Ask just about anyone to name an iconic British recording studio and chances are they’ll answer with Abbey Road. It’s not surprising, after all it has been around for 85 years and during this time hosted a variety of musical talent. Let’s start off at the very beginning.
The Early Days
In the mid to late 1920s, Trevor Osmond Williams the chairman of the Gramophone Company (England’s largest manufacturer or records) was starting to notice the inadequacy of his two small recording studios at the company HQ in Hayes. Although they offered great acoustics the needs of artists were beginning to change. With the thumbs up given to find a new location for expansion, a nine-bedroom Georgian townhouse was chosen at number 3 Abbey Road.
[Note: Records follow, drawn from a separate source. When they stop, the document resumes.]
use anyhow::{Context, Result};
use geojson::{GeoJson, Geometry, JsonObject, PolygonType, Value};
use serde::{Deserialize, Serialize};
use std::fs;
use std::path::Path;
use tracing::{debug, info, warn};

/// Ring of (lon, lat) positions
pub type Ring = Vec<(f64, f64)>;

/// One polygon: exterior ring plus holes
#[derive(Debug, Clone, PartialEq)]
pub struct PolygonRings {
    pub exterior: Ring,
    pub holes: Vec<Ring>,
}

/// A province feature with its outline polygons and raw properties
#[derive(Debug, Clone)]
pub struct Province {
    pub name: String,
    pub adcode: Option<i64>,
    pub center: Option<(f64, f64)>,
    pub centroid: Option<(f64, f64)>,
    pub properties: JsonObject,
    pub polygons: Vec<PolygonRings>,
}

impl Province {
    /// Even-odd test against every polygon, holes excluded
    pub fn contains(&self, lon: f64, lat: f64) -> bool {
        self.polygons.iter().any(|polygon| {
            ring_contains(&polygon.exterior, lon, lat)
                && !polygon.holes.iter().any(|h| ring_contains(h, lon, lat))
        })
    }
}

fn ring_contains(ring: &[(f64, f64)], lon: f64, lat: f64) -> bool {
    let mut inside = false;
    let mut j = ring.len().wrapping_sub(1);
    for (i, &(xi, yi)) in ring.iter().enumerate() {
        let (xj, yj) = ring[j];
        if (yi > lat) != (yj > lat) && lon < (xj - xi) * (lat - yi) / (yj - yi) + xi {
            inside = !inside;
        }
        j = i;
    }
    inside
}

/// Sum of series values falling inside each province, keyed by province name
pub fn province_values(provinces: &[Province], series: &[DataPoint]) -> Vec<(String, f64)> {
    provinces
        .iter()
        .filter_map(|province| {
            let inside: Vec<f64> = series
                .iter()
                .filter(|p| p.value.is_finite() && province.contains(p.lon, p.lat))
                .map(|p| p.value)
                .collect();
            (!inside.is_empty()).then(|| (province.name.clone(), inside.iter().sum()))
        })
        .collect()
}

/// A value shown as a light pillar
#[derive(Debug, Clone, PartialEq, Serialize, Deserialize)]
pub struct DataPoint {
    pub name: String,
    pub lon: f64,
    pub lat: f64,
    pub value: f64,
}

/// Everything loaded from the data directory
#[derive(Debug, Clone, Default)]
pub struct MapData {
    pub provinces: Vec<Province>,
    pub series: Vec<DataPoint>,
}

/// Load province outlines and the pillar series from `data_dir`.
/// Built-in outlines stand in only when `china.json` is absent. A file that
/// is empty or fails to parse yields no provinces, so no map is built.
pub fn load_all(data_dir: &Path) -> MapData {
    let provinces_path = data_dir.join("china.json");
    let provinces = if provinces_path.exists() {
        load_provinces(&provinces_path).unwrap_or_else(|e| {
            warn!("Failed to load {}: {e:#}", provinces_path.display());
            Vec::new()
        })
    } else {
        info!("using built-in province outlines");
        builtin_provinces()
    };
    if provinces.is_empty() {
        warn!("no province features, the map stays empty");
    }

    let series_path = data_dir.join("series.json");
    let series = if series_path.exists() {
        load_series(&series_path).unwrap_or_else(|e| {
            warn!("Failed to load {}: {e:#}", series_path.display());
            default_series()
        })
    } else {
        default_series()
    };

    info!(provinces = provinces.len(), points = series.len(), "map data ready");
    MapData { provinces, series }
}

/// Parse a GeoJSON file of province features
pub fn load_provinces(path: &Path) -> Result<Vec<Province>> {
    let mut bytes = fs::read(path).with_context(|| format!("reading {}", path.display()))?;
    let geojson: GeoJson = simd_json::serde::from_slice(&mut bytes)
        .with_context(|| format!("parsing GeoJSON {}", path.display()))?;
    Ok(provinces_from_geojson(&geojson))
}

/// Parse a JSON array of data points
pub fn load_series(path: &Path) -> Result<Vec<DataPoint>> {
    let mut bytes = fs::read(path).with_context(|| format!("reading {}", path.display()))?;
    let series: Vec<DataPoint> = simd_json::serde::from_slice(&mut bytes)
        .with_context(|| format!("parsing series {}", path.display()))?;
    Ok(series)
}

/// Extract polygon features. Features without polygon geometry are skipped.
pub fn provinces_from_geojson(geojson: &GeoJson) -> Vec<Province> {
    let features: Vec<(Option<&JsonObject>, &Geometry)> = match geojson {
        GeoJson::FeatureCollection(fc) => fc
            .features
            .iter()
            .filter_map(|f| f.geometry.as_ref().map(|g| (f.properties.as_ref(), g)))
            .collect(),
        GeoJson::Feature(f) => f
            .geometry
            .as_ref()
            .map(|g| vec![(f.properties.as_ref(), g)])
            .unwrap_or_default(),
        GeoJson::Geometry(g) => vec![(None, g)],
    };

    features
        .into_iter()
        .filter_map(|(props, geometry)| {
            let mut polygons = Vec::new();
            collect_polygons(geometry, &mut polygons);
            if polygons.is_empty() {
                debug!("skipping feature without polygons");
                return None;
            }
            let properties = props.cloned().unwrap_or_default();
            Some(Province {
                name: properties
                    .get("name")
                    .and_then(|v| v.as_str())
                    .unwrap_or("")
                    .to_string(),
                adcode: properties.get("adcode").and_then(|v| v.as_i64()),
                center: properties.get("center").and_then(lon_lat),
                centroid: properties.get("centroid").and_then(lon_lat),
                properties,
                polygons,
            })
        })
        .collect()
}

fn collect_polygons(geometry: &Geometry, out: &mut Vec<PolygonRings>) {
    match &geometry.value {
        Value::Polygon(rings) => out.extend(polygon_rings(rings)),
        Value::MultiPolygon(polygons) => out.extend(polygons.iter().filter_map(polygon_rings)),
        Value::GeometryCollection(geometries) => {
            for g in geometries {
                collect_polygons(g, out);
            }
        }
        _ => warn!("ignoring non-polygon geometry"),
    }
}

fn polygon_rings(rings: &PolygonType) -> Option<PolygonRings> {
    let mut rings = rings.iter().map(|ring| {
        ring.iter()
            .filter(|pos| pos.len() >= 2)
            .map(|pos| (pos[0], pos[1]))
            .collect::<Ring>()
    });
    let exterior = rings.next()?;
    if exterior.len() < 3 {
        return None;
    }
    Some(PolygonRings {
        exterior,
        holes: rings.filter(|r| r.len() >= 3).collect(),
    })
}

fn lon_lat(value: &serde_json::Value) -> Option<(f64, f64)> {
    let arr = value.as_array()?;
    Some((arr.first()?.as_f64()?, arr.get(1)?.as_f64()?))
}

/// Pillar values shown when no series file is present
pub fn default_series() -> Vec<DataPoint> {
    [
        ("桂林", 110.109828, 25.047893, 980.0),
        ("北京", 116.405285, 39.904989, 2189.0),
        ("上海", 121.472644, 31.231706, 2487.0),
        ("广州", 113.280637, 23.125178, 1868.0),
        ("成都", 104.065735, 30.659462, 2094.0),
        ("武汉", 114.298572, 30.584355, 1233.0),
        ("西安", 108.948024, 34.263161, 1296.0),
        ("乌鲁木齐", 87.617733, 43.792818, 405.0),
        ("拉萨", 91.132212, 29.660361, 87.0),
        ("哈尔滨", 126.642464, 45.756967, 1001.0),
    ]
    .into_iter()
    .map(|(name, lon, lat, value)| DataPoint {
        name: name.to_string(),
        lon,
        lat,
        value,
    })
    .collect()
}

fn builtin(name: &str, adcode: i64, center: (f64, f64), outline: &[(f64, f64)]) -> Province {
    let mut properties = JsonObject::new();
    properties.insert("name".into(), name.into());
    properties.insert("adcode".into(), adcode.into());
    properties.insert("center".into(), serde_json::json!([center.0, center.1]));
    Province {
        name: name.to_string(),
        adcode: Some(adcode),
        center: Some(center),
        centroid: None,
        properties,
        polygons: vec![PolygonRings {
            exterior: outline.to_vec(),
            holes: Vec::new(),
        }],
    }
}

/// Coarse outlines of a few provinces for running without a data file
pub fn builtin_provinces() -> Vec<Province> {
    vec![
        builtin(
            "新疆维吾尔自治区",
            650000,
            (87.617733, 43.792818),
            &[
                (73.5, 39.5), (75.0, 37.0), (78.0, 35.5), (80.5, 35.5), (86.0, 36.0),
                (91.0, 36.5), (94.0, 36.5), (96.0, 42.5), (91.0, 45.0), (90.5, 47.5),
                (87.5, 49.0), (85.0, 47.0), (82.5, 45.5), (80.0, 45.0), (80.0, 42.5),
                (76.0, 40.5), (73.5, 39.5),
            ],
        ),
        builtin(
            "西藏自治区",
            540000,
            (91.132212, 29.660361),
            &[
                (78.5, 32.5), (79.0, 30.5), (81.5, 30.0), (85.0, 28.5), (88.0, 27.9),
                (92.0, 27.0), (96.0, 28.5), (98.5, 29.0), (98.5, 32.5), (96.0, 35.0),
                (91.0, 36.5), (86.0, 36.0), (80.5, 35.5), (78.5, 32.5),
            ],
        ),
        builtin(
            "青海省",
            630000,
            (101.778916, 36.623178),
            &[
                (89.5, 37.0), (91.0, 36.5), (96.0, 35.0), (98.5, 32.5), (101.5, 33.5),
                (103.0, 35.0), (102.5, 37.5), (100.5, 38.5), (98.0, 39.0), (95.0, 38.5),
                (90.5, 38.5), (89.5, 37.0),
            ],
        ),
        builtin(
            "内蒙古自治区",
            150000,
            (111.670801, 40.818311),
            &[
                (97.2, 42.8), (101.0, 42.5), (105.0, 41.7), (111.0, 43.7), (115.5, 45.0),
                (119.5, 46.8), (116.0, 48.0), (117.8, 49.5), (120.0, 52.0), (122.0, 53.3),
                (126.0, 52.5), (121.5, 47.0), (119.5, 45.0), (119.5, 42.5), (113.0, 40.6),
                (111.0, 40.3), (107.0, 39.5), (105.0, 37.8), (103.0, 40.5), (99.5, 40.9),
                (97.2, 42.8),
            ],
        ),
        builtin(
            "黑龙江省",
            230000,
            (126.642464, 45.756967),
            &[
                (121.5, 53.3), (126.0, 52.7), (127.5, 49.8), (131.0, 47.7), (134.8, 48.3),
                (133.0, 45.0), (131.0, 44.8), (130.5, 43.0), (128.0, 44.5), (126.0, 45.0),
                (124.0, 46.0), (122.0, 47.5), (121.5, 53.3),
            ],
        ),
        builtin(
            "四川省",
            510000,
            (104.065735, 30.659462),
            &[
                (97.5, 33.5), (99.0, 29.0), (101.0, 26.5), (103.0, 26.3), (104.5, 28.0),
                (106.0, 28.0), (108.5, 30.0), (108.0, 32.3), (106.0, 32.8), (104.0, 33.4),
                (102.5, 34.0), (97.5, 33.5),
            ],
        ),
        builtin(
            "广东省",
            440000,
            (113.280637, 23.125178),
            &[
                (109.7, 21.5), (111.0, 21.5), (113.5, 22.2), (116.5, 22.9), (117.2, 23.6),
                (116.5, 24.8), (115.0, 24.6), (113.5, 25.3), (112.0, 24.5), (111.5, 23.5),
                (110.4, 22.6), (109.7, 21.5),
            ],
        ),
        builtin(
            "北京市",
            110000,
            (116.405285, 39.904989),
            &[
                (115.4, 39.5), (116.8, 39.4), (117.4, 40.2), (116.8, 41.0), (115.9, 40.6),
                (115.4, 39.5),
            ],
        ),
    ]
}
use crate::geometry::Aabb;
use crate::scene::Side;
use glam::{DMat4, DVec3};

const EPSILON: f64 = 1e-12;

#[derive(Debug, Clone, Copy, PartialEq)]
pub struct Ray {
    pub origin: DVec3,
    /// Unit direction
    pub direction: DVec3,
}

impl Ray {
    pub fn new(origin: DVec3, direction: DVec3) -> Self {
        Self {
            origin,
            direction: direction.normalize_or_zero(),
        }
    }

    #[inline]
    pub fn at(&self, t: f64) -> DVec3 {
        self.origin + self.direction * t
    }

    /// Same ray expressed in another space
    pub fn transformed(&self, m: &DMat4) -> Ray {
        Ray::new(m.transform_point3(self.origin), m.transform_vector3(self.direction))
    }

    /// Entry distance into `bounds` (0 when starting inside)
    pub fn intersect_aabb(&self, bounds: &Aabb) -> Option<f64> {
        if bounds.is_empty() {
            return None;
        }
        let mut t_min = f64::NEG_INFINITY;
        let mut t_max = f64::INFINITY;
        for axis in 0..3 {
            let origin = self.origin[axis];
            let dir = self.direction[axis];
            let (lo, hi) = (bounds.min[axis], bounds.max[axis]);
            if dir.abs() < EPSILON {
                if origin < lo || origin > hi {
                    return None;
                }
                continue;
            }
            let inv = 1.0 / dir;
            let (mut t0, mut t1) = ((lo - origin) * inv, (hi - origin) * inv);
            if t0 > t1 {
                std::mem::swap(&mut t0, &mut t1);
            }
            t_min = t_min.max(t0);
            t_max = t_max.min(t1);
            if t_min > t_max {
                return None;
            }
        }
        if t_max < 0.0 {
            return None;
        }
        Some(t_min.max(0.0))
    }

    /// Möller–Trumbore. `side` decides which winding counts as a hit.
    pub fn intersect_triangle(&self, a: DVec3, b: DVec3, c: DVec3, side: Side) -> Option<f64> {
        let edge1 = b - a;
        let edge2 = c - a;
        let normal = edge1.cross(edge2);
        let facing = self.direction.dot(normal);
        let culled = match side {
            Side::Front => facing >= 0.0,
            Side::Back => facing <= 0.0,
            Side::Double => false,
        };
        if culled {
            return None;
        }

        let p = self.direction.cross(edge2);
        let det = edge1.dot(p);
        if det.abs() < EPSILON {
            return None;
        }
        let inv_det = 1.0 / det;
        let s = self.origin - a;
        let u = s.dot(p) * inv_det;
        if !(0.0..=1.0).contains(&u) {
            return None;
        }
        let q = s.cross(edge1);
        let v = self.direction.dot(q) * inv_det;
        if v < 0.0 || u + v > 1.0 {
            return None;
        }
        let t = edge2.dot(q) * inv_det;
        (t >= 0.0).then_some(t)
    }

    /// Squared distance between the ray and segment `v0..v1`, with the
    /// closest points on the ray and on the segment
    pub fn distance_sq_to_segment(&self, v0: DVec3, v1: DVec3) -> (f64, DVec3, DVec3) {
        let seg_center = (v0 + v1) * 0.5;
        let seg_dir = (v1 - v0).normalize_or_zero();
        let seg_extent = v0.distance(v1) * 0.5;
        let diff = self.origin - seg_center;
        let a01 = -self.direction.dot(seg_dir);
        let b0 = diff.dot(self.direction);
        let b1 = -diff.dot(seg_dir);
        let det = (1.0 - a01 * a01).abs();

        let (s0, s1) = if det > EPSILON {
            let mut s0 = a01 * b1 - b0;
            let mut s1 = a01 * b0 - b1;
            let ext_det = seg_extent * det;
            if s0 >= 0.0 {
                if s1 >= -ext_det && s1 <= ext_det {
                    let inv = 1.0 / det;
                    s0 *= inv;
                    s1 *= inv;
                } else {
                    s1 = if s1 > ext_det { seg_extent } else { -seg_extent };
                    s0 = (-(a01 * s1 + b0)).max(0.0);
                }
            } else if s1 >= -ext_det && s1 <= ext_det {
                s0 = 0.0;
                s1 = (-b1).clamp(-seg_extent, seg_extent);
            } else {
                s1 = if s1 > ext_det { seg_extent } else { -seg_extent };
                s0 = (-(a01 * s1 + b0)).max(0.0);
                if s0 == 0.0 {
                    s1 = (-b1).clamp(-seg_extent, seg_extent);
                }
            }
            (s0, s1)
        } else {
            // Parallel
            let s1 = if a01 > 0.0 { -seg_extent } else { seg_extent };
            let s0 = (-(a01 * s1 + b0)).max(0.0);
            (s0, s1)
        };

        let on_ray = self.at(s0);
        let on_segment = seg_center + seg_dir * s1;
        (on_ray.distance_squared(on_segment), on_ray, on_segment)
    }

    /// Distance along the ray to the nearest point of a sphere
    pub fn intersect_sphere(&self, center: DVec3, radius: f64) -> Option<f64> {
        let to_center = center - self.origin;
        let t_closest = to_center.dot(self.direction);
        let d2 = to_center.length_squared() - t_closest * t_closest;
        let r2 = radius * radius;
        if d2 > r2 {
            return None;
        }
        let half = (r2 - d2).sqrt();
        let (t0, t1) = (t_closest - half, t_closest + half);
        if t1 < 0.0 {
            return None;
        }
        Some(if t0 < 0.0 { t1 } else { t0 })
    }
}

#[cfg(test)]
mod tests {
    use super::*;

    fn down_ray(x: f64, y: f64) -> Ray {
        Ray::new(DVec3::new(x, y, 10.0), DVec3::NEG_Z)
    }

    #[test]
    fn test_triangle_front_and_back() {
        let (a, b, c) = (DVec3::ZERO, DVec3::X, DVec3::Y);
        assert_eq!(down_ray(0.2, 0.2).intersect_triangle(a, b, c, Side::Front), Some(10.0));
        assert_eq!(down_ray(0.2, 0.2).intersect_triangle(a, c, b, Side::Front), None);
        assert_eq!(down_ray(0.2, 0.2).intersect_triangle(a, c, b, Side::Double), Some(10.0));
        assert_eq!(down_ray(0.2, 0.2).intersect_triangle(a, c, b, Side::Back), Some(10.0));
        assert_eq!(down_ray(0.8, 0.8).intersect_triangle(a, b, c, Side::Double), None);
    }

    #[test]
    fn test_aabb() {
        let bounds = Aabb {
            min: DVec3::splat(-1.0),
            max: DVec3::splat(1.0),
        };
        assert_eq!(down_ray(0.0, 0.0).intersect_aabb(&bounds), Some(9.0));
        assert_eq!(down_ray(2.0, 0.0).intersect_aabb(&bounds), None);
        let inside = Ray::new(DVec3::ZERO, DVec3::X);
        assert_eq!(inside.intersect_aabb(&bounds), Some(0.0));
        let away = Ray::new(DVec3::new(0.0, 0.0, 5.0), DVec3::Z);
        assert_eq!(away.intersect_aabb(&bounds), None);
    }

    #[test]
    fn test_segment_distance() {
        let ray = down_ray(0.0, 0.5);
        let (d2, on_ray, on_segment) =
            ray.distance_sq_to_segment(DVec3::new(-1.0, 0.0, 0.0), DVec3::new(1.0, 0.0, 0.0));
        assert!((d2 - 0.25).abs() < 1e-9);
        assert!((on_ray - DVec3::new(0.0, 0.5, 0.0)).length() < 1e-9);
        assert!(on_segment.length() < 1e-9);

        // Past the segment end the closest point clamps to the endpoint
        let (d2, _, on_segment) =
            down_ray(3.0, 0.0).distance_sq_to_segment(DVec3::new(-1.0, 0.0, 0.0), DVec3::X);
        assert!((d2 - 4.0).abs() < 1e-9);
        assert!((on_segment - DVec3::X).length() < 1e-9);
    }

    #[test]
    fn test_sphere() {
        assert_eq!(down_ray(0.0, 0.0).intersect_sphere(DVec3::ZERO, 1.0), Some(9.0));
        assert_eq!(down_ray(2.0, 0.0).intersect_sphere(DVec3::ZERO, 1.0), None);
    }

    #[test]
    fn test_transformed_ray() {
        let m = DMat4::from_translation(DVec3::new(0.0, 0.0, -4.0));
        let ray = down_ray(0.0, 0.0).transformed(&m);
        assert_eq!(ray.origin, DVec3::new(0.0, 0.0, 6.0));
        assert_eq!(ray.direction, DVec3::NEG_Z);
    }
}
Renovation and construction took nearly two years to complete, as no one at this point had taken on the task of building a facility like it. The studio finally opened on the 12th November 1931, hosting a celebratory opening recording session of the London Symphony Orchestra conducted by Sir Edward Elgar. By this point, The Gramophone Company had merged with rivals Columbia to form Electric and Music Industries Limited (EMI) It’s from here on EMI Studios began to make a name for itself in the world of classical recording and opera, hosting artists like Fred Astaire, Judy Garland and Glenn Miller. But it wasn’t until 1962 when four young lads from Liverpool stepped into the building that the studio’s legacy would really begin to take shape.
Facilities
Abbey Road consists of three recording studios with a number of mixing, mastering and copying rooms. With the capability to hold a full 100-piece symphony, Studio One is the largest with over 5,300 square feet of space. Studio Two as you can imagine is the second largest at 2,200 square feet and is where The Beatles recorded the majority of their material. It also has the famous wooden staircase that leads up to the control room “That’s where the grown-ups live” Paul McCartney once said. The much smaller Studio Three (1,300 square foot) is the perfect size for pop acts and also used for recording piano and vocals. These rooms all have unique qualities that influence the tracks recorded in them. For example, Studio Two emphasizes the mid-range and has a warm, short reverb. These qualities are so well known that the room’s rental contract prohibits sampling of its acoustic signature!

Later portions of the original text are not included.